Despite lagging much of the market earlier in 2025, Alphabet (GOOGL) shares have rebounded sharply in recent months, lifting the company’s valuation past the $3 trillion mark as the benefits of its multi-year buyback program begin to materialize.
Several factors have fueled the latest rally. Alphabet gained regulatory relief after a U.S. court ruled that the company would not be forced to divest Chrome in its ongoing antitrust case, easing a major overhang.
Investor optimism has also grown around the continued rollout of AI Mode across Google’s core products, alongside a broader valuation re-rating as the stock’s earlier underperformance made it appear attractive relative to other tech giants.
Behind the scenes, Alphabet has been quietly building shareholder value through an aggressive share repurchase program. According to data from Koyfin, the number of outstanding Google shares has fallen to levels last seen in 2006.
$GOOGL After 7 years of buybacks and a 13% reduction in share count, Alphabet has returned its share count to levels last seen in 2006. pic.twitter.com/IrymUfsuLf
undefined Koyfin (@KoyfinCharts) September 26, 2025
Over the past seven years, Alphabet has repurchased more than $330 billion worth of common stock, reducing its share count by 13%, Koyfin data show. The pace of buybacks has accelerated sharply since 2019, reflecting robust cash flows and management confidence in the company’s long-term outlook.
In financial markets, a lower share count typically boosts earnings per share (EPS), since the same profit level is distributed across fewer shares.
Sustained buybacks also signal strong free cash flow and balance sheet health, allowing the company to return capital to investors while still funding major investments in AI, cloud infrastructure, and other growth initiatives.
Analyst targets raised
Alphabet shares climbed above $255 last week, marking a gain of nearly 50% since early June. The company now ranks as the fourth-largest publicly traded stock globally, trailing only fellow “Magnificent 7” members Nvidia (NVDA), Microsoft (MSFT), and Apple (AAPL).

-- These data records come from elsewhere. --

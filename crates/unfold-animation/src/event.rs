use std::borrow::Cow;

use unfold_ui_layout::SurfaceId;

/// A "transition finished" notification delivered by the host.
///
/// Hosts emit these for every finished property transition on a surface and
/// on its descendants; `target` identifies which one it was.
#[derive(Debug, Clone, PartialEq, Eq)]
pub struct TransitionEvent {
    pub target: SurfaceId,
    pub property_name: Cow<'static, str>,
}

impl TransitionEvent {
    pub fn new(target: SurfaceId, property_name: impl Into<Cow<'static, str>>) -> Self {
        Self {
            target,
            property_name: property_name.into(),
        }
    }
}
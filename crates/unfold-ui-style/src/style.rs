//! Style snapshots: ordered property → value maps.

use std::borrow::Cow;
use std::fmt;

use indexmap::IndexMap;

use crate::transition::TransitionDecl;

/// A style property understood by a rendered surface.
///
/// The properties a collapse transition writes are named variants; anything
/// a caller passes through lands in [`StyleProperty::Custom`].
#[derive(Debug, Clone, PartialEq, Eq, Hash)]
pub enum StyleProperty {
    Height,
    Width,
    Display,
    Overflow,
    WillChange,
    Transition,
    BoxSizing,
    Custom(String),
}

impl StyleProperty {
    /// CSS-style (kebab-case) name of the property.
    pub fn name(&self) -> &str {
        match self {
            StyleProperty::Height => "height",
            StyleProperty::Width => "width",
            StyleProperty::Display => "display",
            StyleProperty::Overflow => "overflow",
            StyleProperty::WillChange => "will-change",
            StyleProperty::Transition => "transition",
            StyleProperty::BoxSizing => "box-sizing",
            StyleProperty::Custom(name) => name,
        }
    }

    /// Resolves a property from its CSS name. Unknown names become `Custom`.
    pub fn from_name(name: &str) -> Self {
        match name {
            "height" => StyleProperty::Height,
            "width" => StyleProperty::Width,
            "display" => StyleProperty::Display,
            "overflow" => StyleProperty::Overflow,
            "will-change" => StyleProperty::WillChange,
            "transition" => StyleProperty::Transition,
            "box-sizing" => StyleProperty::BoxSizing,
            other => StyleProperty::Custom(other.to_owned()),
        }
    }
}

impl fmt::Display for StyleProperty {
    fn fmt(&self, f: &mut fmt::Formatter<'_>) -> fmt::Result {
        f.write_str(self.name())
    }
}

/// Value of a single style property.
#[derive(Debug, Clone, PartialEq)]
pub enum StyleValue {
    /// Whole device pixels.
    Px(u32),
    /// Size left to the surface's intrinsic layout.
    Auto,
    /// Any keyword value (`none`, `block`, `hidden`, `height`, ...).
    Keyword(Cow<'static, str>),
    /// A transition declaration for one property.
    Transition(TransitionDecl),
}

impl StyleValue {
    pub const fn keyword(keyword: &'static str) -> Self {
        StyleValue::Keyword(Cow::Borrowed(keyword))
    }

    pub fn as_px(&self) -> Option<u32> {
        match self {
            StyleValue::Px(px) => Some(*px),
            _ => None,
        }
    }

    pub fn as_keyword(&self) -> Option<&str> {
        match self {
            StyleValue::Keyword(keyword) => Some(keyword),
            _ => None,
        }
    }

    pub fn as_transition(&self) -> Option<&TransitionDecl> {
        match self {
            StyleValue::Transition(decl) => Some(decl),
            _ => None,
        }
    }
}

impl From<u32> for StyleValue {
    fn from(px: u32) -> Self {
        StyleValue::Px(px)
    }
}

impl From<TransitionDecl> for StyleValue {
    fn from(decl: TransitionDecl) -> Self {
        StyleValue::Transition(decl)
    }
}

impl fmt::Display for StyleValue {
    fn fmt(&self, f: &mut fmt::Formatter<'_>) -> fmt::Result {
        match self {
            StyleValue::Px(px) => write!(f, "{px}px"),
            StyleValue::Auto => f.write_str("auto"),
            StyleValue::Keyword(keyword) => f.write_str(keyword),
            StyleValue::Transition(decl) => write!(f, "{decl}"),
        }
    }
}

/// An ordered set of style declarations.
///
/// Insertion order is preserved so that rendered output is stable; setting
/// an existing property replaces its value in place.
#[derive(Debug, Clone, Default, PartialEq)]
pub struct Style {
    entries: IndexMap<StyleProperty, StyleValue>,
}

impl Style {
    pub fn new() -> Self {
        Self::default()
    }

    /// Builder-style [`Style::set`].
    pub fn with(mut self, property: StyleProperty, value: impl Into<StyleValue>) -> Self {
        self.set(property, value);
        self
    }

    pub fn set(&mut self, property: StyleProperty, value: impl Into<StyleValue>) {
        self.entries.insert(property, value.into());
    }

    pub fn get(&self, property: &StyleProperty) -> Option<&StyleValue> {
        self.entries.get(property)
    }

    pub fn contains(&self, property: &StyleProperty) -> bool {
        self.entries.contains_key(property)
    }

    pub fn remove(&mut self, property: &StyleProperty) -> Option<StyleValue> {
        self.entries.shift_remove(property)
    }

    pub fn is_empty(&self) -> bool {
        self.entries.is_empty()
    }

    pub fn len(&self) -> usize {
        self.entries.len()
    }

    pub fn iter(&self) -> impl Iterator<Item = (&StyleProperty, &StyleValue)> {
        self.entries.iter()
    }

    /// Overlays `other` onto `self`; declarations in `other` win.
    pub fn merge(&mut self, other: &Style) {
        for (property, value) in other.iter() {
            self.entries.insert(property.clone(), value.clone());
        }
    }

    /// Consuming form of [`Style::merge`].
    pub fn merged(mut self, other: &Style) -> Self {
        self.merge(other);
        self
    }

    /// True when `display` is the hidden keyword.
    pub fn is_hidden(&self) -> bool {
        self.get(&StyleProperty::Display)
            .and_then(StyleValue::as_keyword)
            == Some("none")
    }

    /// Declaration-block rendering, e.g. `height: 200px; overflow: hidden`.
    pub fn to_css_string(&self) -> String {
        self.entries
            .iter()
            .map(|(property, value)| format!("{property}: {value}"))
            .collect::<Vec<_>>()
            .join("; ")
    }
}

impl FromIterator<(StyleProperty, StyleValue)> for Style {
    fn from_iter<I: IntoIterator<Item = (StyleProperty, StyleValue)>>(iter: I) -> Self {
        Self {
            entries: iter.into_iter().collect(),
        }
    }
}

impl fmt::Display for Style {
    fn fmt(&self, f: &mut fmt::Formatter<'_>) -> fmt::Result {
        write!(f, "{{{}}}", self.to_css_string())
    }
}

#[cfg(test)]
#[path = "tests/style_tests.rs"]
mod tests;
use std::fmt;

use crate::style::StyleProperty;
use crate::timing_function::TimingFunction;

/// One `transition` declaration: which property animates, for how long, and
/// along which curve. Renders as `height 281ms ease`.
#[derive(Debug, Clone, PartialEq)]
pub struct TransitionDecl {
    pub property: StyleProperty,
    pub duration_millis: u64,
    pub timing_function: TimingFunction,
}

impl TransitionDecl {
    pub fn new(
        property: StyleProperty,
        duration_millis: u64,
        timing_function: TimingFunction,
    ) -> Self {
        Self {
            property,
            duration_millis,
            timing_function,
        }
    }

    /// A zero-length declaration changes the value without animating.
    pub fn is_instant(&self) -> bool {
        self.duration_millis == 0
    }
}

impl fmt::Display for TransitionDecl {
    fn fmt(&self, f: &mut fmt::Formatter<'_>) -> fmt::Result {
        write!(
            f,
            "{} {}ms {}",
            self.property, self.duration_millis, self.timing_function
        )
    }
}
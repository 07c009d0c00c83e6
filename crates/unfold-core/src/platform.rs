//! Platform abstraction traits for the Unfold runtime.
//!
//! The runtime never talks to a windowing system or a browser directly. The
//! host hands it a scheduler to poke when work is queued, and drives frames
//! itself using whatever clock it owns.

use web_time::Instant;

/// Schedules work for the runtime.
///
/// Implementations are responsible for arranging that the host calls
/// [`RuntimeHandle::run_frame`](crate::RuntimeHandle::run_frame) soon. They
/// must be safe to use from multiple threads because task wakers may be
/// cloned across threads.
pub trait RuntimeScheduler: Send + Sync {
    /// Request that the host schedule a new frame.
    fn schedule_frame(&self);
}

/// Provides timing information for the runtime.
pub trait Clock: Send + Sync {
    /// Instant type produced by this clock implementation.
    type Instant: Copy + Send + Sync;

    /// Returns the current instant.
    fn now(&self) -> Self::Instant;

    /// Returns the number of milliseconds elapsed since `since`.
    fn elapsed_millis(&self, since: Self::Instant) -> u64;
}

/// Wall clock backed by `web_time`, usable both natively and on wasm.
#[derive(Debug, Clone, Copy)]
pub struct StdClock {
    origin: Instant,
}

impl StdClock {
    pub fn new() -> Self {
        Self {
            origin: Instant::now(),
        }
    }

    /// Monotonic frame timestamp in nanoseconds since the clock was created.
    pub fn frame_time_nanos(&self) -> u64 {
        u64::try_from(self.origin.elapsed().as_nanos()).unwrap_or(u64::MAX)
    }
}

impl Default for StdClock {
    fn default() -> Self {
        Self::new()
    }
}

impl Clock for StdClock {
    type Instant = Instant;

    fn now(&self) -> Instant {
        Instant::now()
    }

    fn elapsed_millis(&self, since: Instant) -> u64 {
        u64::try_from(since.elapsed().as_millis()).unwrap_or(u64::MAX)
    }
}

The sharp rebound has prompted a wave of analyst upgrades. Baird raised its price target to $275, Citigroup lifted its target to $280, and JPMorgan Securities boosted its forecast to $290.
Analysts cited regulatory clarity following a favorable U.S. court ruling on Chrome, robust growth across Alphabet’s cloud and non-advertising businesses, and rising confidence in the company’s ability to monetize artificial intelligence and new product features as key reasons for the more optimistic outlook.
Even when Alphabet shares struggled earlier this year, the company’s underlying business remained strong.
In August, Alphabet reported second-quarter revenue of $96.4 billion, up 14% year over year, while net income surged 19% to $28.2 billion. EPS climbed 22% to $2.31, underscoring the company’s solid profitability.
Perhaps the most bullish takeaway from the earnings report was the broad-based growth across Alphabet’s core businesses, including Google Search, YouTube, and Google Cloud, signaling strength across both advertising and non-advertising segments.